Current bnx2x HW is not able to perform CSUM validation for
encapsulated packets, so in any case host needs to do that.
Today GRO/TPA feature depends on CSUM, but theoretically (i did not
investigate it) and probably HW can provide aggregated packets w/o
csum validation - this will save headers processing for host.


> Thanks,
>
> Jerry
>
>>
--
To unsubscribe from this list: send the line "unsubscribe netdev" in
the body of a message to majordomo@vger.kernel.org
More majordomo info at  http://vger.kernel.org/majordomo-info.html
Eric Dumazet Aug. 17, 2013, 7:01 p.m.
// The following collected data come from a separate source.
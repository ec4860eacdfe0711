//! Scanner module for the paginated scan engine
//!
//! This module contains the core scanning logic, including:
//! - The global rate limiter shared by all fetch workers
//! - HTTP page fetching with retry logic
//! - Address extraction from page content
//! - The batch scheduler tying them to state and storage

mod extractor;
mod fetcher;
mod rate_limiter;
mod report;
mod scheduler;

pub use extractor::{LinkTextExtractor, PageExtractor};
pub use fetcher::{build_http_client, is_retryable_status, FetchResult, PageFetcher, RetryPolicy};
pub use rate_limiter::RateLimiter;
pub use report::ScanReport;
pub use scheduler::{BatchSummary, ScanSinks, Scanner, FIRST_PAGE};

use crate::config::Config;
use crate::ScanError;

/// Runs a complete scan
///
/// This is the main entry point for starting a scan. It will:
/// 1. Load the watch-list and previously seen addresses
/// 2. Resume from the checkpoint (or page 1)
/// 3. Scan batch after batch until the idle limit is reached
///
/// # Example
///
/// ```no_run
/// use page_sentry::config::load_config;
/// use page_sentry::scanner::scan;
/// use std::path::Path;
///
/// # async fn example() -> Result<(), Box<dyn std::error::Error>> {
/// let config = load_config(Path::new("sentry.toml"))?;
/// let report = scan(&config).await?;
/// println!("{} matches", report.matches_recorded);
/// # Ok(())
/// # }
/// ```
pub async fn scan(config: &Config) -> Result<ScanReport, ScanError> {
    let mut scanner = Scanner::from_config(config)?;
    scanner.run().await
}
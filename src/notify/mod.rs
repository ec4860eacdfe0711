//! Notification module for alerting an operator about matches
//!
//! Notifiers are best effort: delivery failures are logged and swallowed so
//! they can never stall or abort a scan.

mod telegram;

pub use telegram::TelegramNotifier;

use crate::config::TelegramConfig;
use crate::state::PageResult;
use async_trait::async_trait;
use reqwest::Client;

/// Delivers a free-text alert to a human
#[async_trait]
pub trait Notifier: Send + Sync {
    /// Short label for logs
    fn name(&self) -> &'static str;

    /// Sends `message`, logging rather than returning any failure
    async fn notify(&self, message: &str);
}

/// Fallback notifier that only writes the alert to the log
#[derive(Debug, Clone, Copy, Default)]
pub struct LogNotifier;

#[async_trait]
impl Notifier for LogNotifier {
    fn name(&self) -> &'static str {
        "log"
    }

    async fn notify(&self, message: &str) {
        tracing::info!("Notification: {}", message);
    }
}

/// Picks the notifier for the given Telegram settings
///
/// Falls back to [`LogNotifier`] when the token or chat id is missing.
pub fn build_notifier(client: Client, telegram: Option<&TelegramConfig>) -> Box<dyn Notifier> {
    match telegram {
        Some(TelegramConfig {
            token: Some(token),
            chat_id: Some(chat_id),
            api_base,
        }) => Box::new(TelegramNotifier::new(client, api_base, token, chat_id)),
        _ => {
            tracing::info!("Telegram token/chat id not configured; matches will only be logged");
            Box::new(LogNotifier)
        }
    }
}

/// Formats the alert sent for a page with matches
pub fn format_match_message(result: &PageResult) -> String {
    let mut message = format!(
        "Page {} has {} matching address(es):",
        result.page,
        result.matches.len()
    );
    for address in &result.matches {
        message.push('\n');
        message.push_str(address);
    }
    message
}
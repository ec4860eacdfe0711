//! Configuration module for Page-Sentry
//!
//! This module handles loading, parsing, and validating TOML configuration files.
//!
//! # Example
//!
//! ```no_run
//! use page_sentry::config::load_config;
//! use std::path::Path;
//!
//! let config = load_config(Path::new("sentry.toml")).unwrap();
//! println!("Scanning {} with {} workers", config.scanner.base_url, config.scanner.threads);
//! ```

mod parser;
mod types;
mod validation;

// Re-export types
pub use types::{
    Config, ExtractorConfig, FetcherConfig, FilesConfig, ScannerConfig, TelegramConfig,
};

// Re-export parser functions
pub use parser::{
    apply_env_overrides, compute_config_hash, load_config, load_config_with_hash,
    TELEGRAM_CHAT_ID_ENV, TELEGRAM_TOKEN_ENV,
};
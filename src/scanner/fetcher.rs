//! HTTP page fetcher
//!
//! This module handles every request the scanner makes for a page:
//! - Building the HTTP client with the configured user agent and timeout
//! - Waiting on the shared rate limiter before each attempt
//! - Retrying transient failures with exponential backoff
//! - Classifying the final outcome

use crate::config::FetcherConfig;
use crate::scanner::rate_limiter::RateLimiter;
use reqwest::{Client, StatusCode};
use std::sync::Arc;
use std::time::Duration;

/// Result of fetching one page
#[derive(Debug)]
pub enum FetchResult {
    /// The page answered with a success status
    Success {
        /// HTTP status code
        status_code: u16,
        /// Page body content
        body: String,
        /// Attempts used, including the successful one
        attempts: u32,
    },

    /// The server answered with a status that is not retried, or kept
    /// answering with a retryable status until attempts ran out
    HttpError {
        /// The last HTTP status code received
        status_code: u16,
        /// Attempts used
        attempts: u32,
    },

    /// The request never produced a response (timeout, connection failure)
    NetworkError {
        /// Error description
        error: String,
        /// Attempts used
        attempts: u32,
    },
}

/// How often and how patiently a page is retried
#[derive(Debug, Clone, Copy, PartialEq, Eq)]
pub struct RetryPolicy {
    /// Total attempts, including the first
    pub max_attempts: u32,
    /// Delay before the first retry; each further retry doubles it
    pub backoff_base: Duration,
}

impl RetryPolicy {
    /// Delay to wait after failed attempt number `attempt` (1-based)
    pub fn backoff(&self, attempt: u32) -> Duration {
        let exponent = attempt.saturating_sub(1).min(16);
        self.backoff_base.saturating_mul(1 << exponent)
    }
}

impl From<&FetcherConfig> for RetryPolicy {
    fn from(config: &FetcherConfig) -> Self {
        Self {
            max_attempts: config.max_attempts.max(1),
            backoff_base: config.backoff_base(),
        }
    }
}

/// Returns true for statuses worth retrying
///
/// | Status | Action |
/// |--------|--------|
/// | 429 Too Many Requests | Retry |
/// | 500, 502, 503, 504 | Retry |
/// | Anything else non-2xx | Give up |
pub fn is_retryable_status(status: StatusCode) -> bool {
    matches!(
        status,
        StatusCode::TOO_MANY_REQUESTS
            | StatusCode::INTERNAL_SERVER_ERROR
            | StatusCode::BAD_GATEWAY
            | StatusCode::SERVICE_UNAVAILABLE
            | StatusCode::GATEWAY_TIMEOUT
    )
}

/// Builds an HTTP client with the configured user agent and per-attempt timeout
///
/// # Example
///
/// ```no_run
/// use page_sentry::config::FetcherConfig;
/// use page_sentry::scanner::build_http_client;
///
/// let client = build_http_client(&FetcherConfig::default()).unwrap();
/// ```
pub fn build_http_client(config: &FetcherConfig) -> Result<Client, reqwest::Error> {
    Client::builder()
        .user_agent(config.user_agent.as_str())
        .timeout(config.timeout())
        .connect_timeout(config.timeout())
        .gzip(true)
        .brotli(true)
        .build()
}

/// Fetches numbered pages under a base URL
#[derive(Debug, Clone)]
pub struct PageFetcher {
    client: Client,
    base_url: String,
    limiter: Arc<RateLimiter>,
    policy: RetryPolicy,
}

impl PageFetcher {
    pub fn new(
        client: Client,
        base_url: impl Into<String>,
        limiter: Arc<RateLimiter>,
        policy: RetryPolicy,
    ) -> Self {
        Self {
            client,
            base_url: base_url.into(),
            limiter,
            policy,
        }
    }

    /// URL of page `page`: the base URL with the index appended
    pub fn page_url(&self, page: u64) -> String {
        format!("{}{}", self.base_url, page)
    }

    /// Fetches one page, retrying transient failures
    ///
    /// # Retry Logic
    ///
    /// | Condition | Action |
    /// |-----------|--------|
    /// | 2xx | Success |
    /// | 429, 500, 502, 503, 504 | Retry with backoff |
    /// | Timeout / connection failure | Retry with backoff |
    /// | Other status | Immediate HttpError |
    /// | Attempts exhausted | Last error |
    ///
    /// Every attempt, retries included, first waits on the rate limiter.
    pub async fn fetch(&self, page: u64) -> FetchResult {
        let url = self.page_url(page);
        let mut attempt = 1;

        loop {
            let result = self.attempt(&url, attempt).await;

            let retry = match &result {
                FetchResult::Success { .. } => false,
                FetchResult::HttpError { status_code, .. } => StatusCode::from_u16(*status_code)
                    .map(is_retryable_status)
                    .unwrap_or(false),
                FetchResult::NetworkError { .. } => true,
            };

            if !retry || attempt >= self.policy.max_attempts {
                return result;
            }

            let delay = self.policy.backoff(attempt);
            tracing::debug!(
                "Page {} attempt {}/{} failed ({:?}); retrying in {:?}",
                page,
                attempt,
                self.policy.max_attempts,
                result,
                delay
            );
            tokio::time::sleep(delay).await;
            attempt += 1;
        }
    }

    async fn attempt(&self, url: &str, attempt: u32) -> FetchResult {
        self.limiter.wait().await;

        let response = match self.client.get(url).send().await {
            Ok(response) => response,
            Err(e) => return network_error(e, attempt),
        };

        let status = response.status();
        if !status.is_success() {
            return FetchResult::HttpError {
                status_code: status.as_u16(),
                attempts: attempt,
            };
        }

        match response.text().await {
            Ok(body) => FetchResult::Success {
                status_code: status.as_u16(),
                body,
                attempts: attempt,
            },
            Err(e) => network_error(e, attempt),
        }
    }
}

fn network_error(e: reqwest::Error, attempts: u32) -> FetchResult {
    let error = if e.is_timeout() {
        "Request timeout".to_string()
    } else if e.is_connect() {
        "Connection failed".to_string()
    } else {
        e.to_string()
    };
    FetchResult::NetworkError { error, attempts }
}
UTC | #10
On Sat, 2013-08-17 at 21:52 +0300, Dmitry Kravkov wrote:

> 
> Current bnx2x HW is not able to perform CSUM validation for
> encapsulated packets, so in any case host needs to do that.
> Today GRO/TPA feature depends on CSUM, but theoretically (i did not
> investigate it) and probably HW can provide aggregated packets w/o
> csum validation - this will save headers processing for host.

I am not sure I understand this.

Aggregation cannot be done if csums are not validated.


--
To unsubscribe from this list: send the line "unsubscribe netdev" in
the body of a message to majordomo@vger.kernel.org
More majordomo info at  http://vger.kernel.org/majordomo-info.html
Dmitry Kravkov Aug. 17, 2013, 7:04 p.m. UTC | #11
On Sat, Aug 17, 2013 at 10:01 PM, Eric Dumazet <eric.dumazet@gmail.com> wrote:
> On Sat, 2013-08-17 at 21:52 +0300, Dmitry Kravkov wrote:
>
>>
>> Current bnx2x HW is not able to perform CSUM validation for
>> encapsulated packets, so in any case host needs to do that.
>> Today GRO/TPA feature depends on CSUM, but theoretically (i did not
>> investigate it) and probably HW can provide aggregated packets w/o
>> csum validation - this will save headers processing for host.
>
> I am not sure I understand this.
>
> Aggregation cannot be done if csums are not validated.
>
>

Thanks. Eric. So we can't do with current bnx2x HW.
--
To unsubscribe from this list: send the line "unsubscribe netdev" in
the body of a message to majordomo@vger.kernel.org
More majordomo info at  http://vger.kernel.org/majordomo-info.html
Jerry Chu Aug. 18, 2013, 11:55 a.m. UTC | #12
On Sat, Aug 17, 2013 at 12:01 PM, Eric Dumazet <eric.dumazet@gmail.com> wrote:
> On Sat, 2013-08-17 at 21:52 +0300, Dmitry Kravkov wrote:
>
>>
>> Current bnx2x HW is not able to perform CSUM validation for
>> encapsulated packets, so in any case host needs to do that.
>> Today GRO/TPA feature depends on CSUM, but theoretically (i did not
>> investigate it) and probably HW can provide aggregated packets w/o
>> csum validation - this will save headers processing for host.
>
> I am not sure I understand this.
>
> Aggregation cannot be done if csums are not validated.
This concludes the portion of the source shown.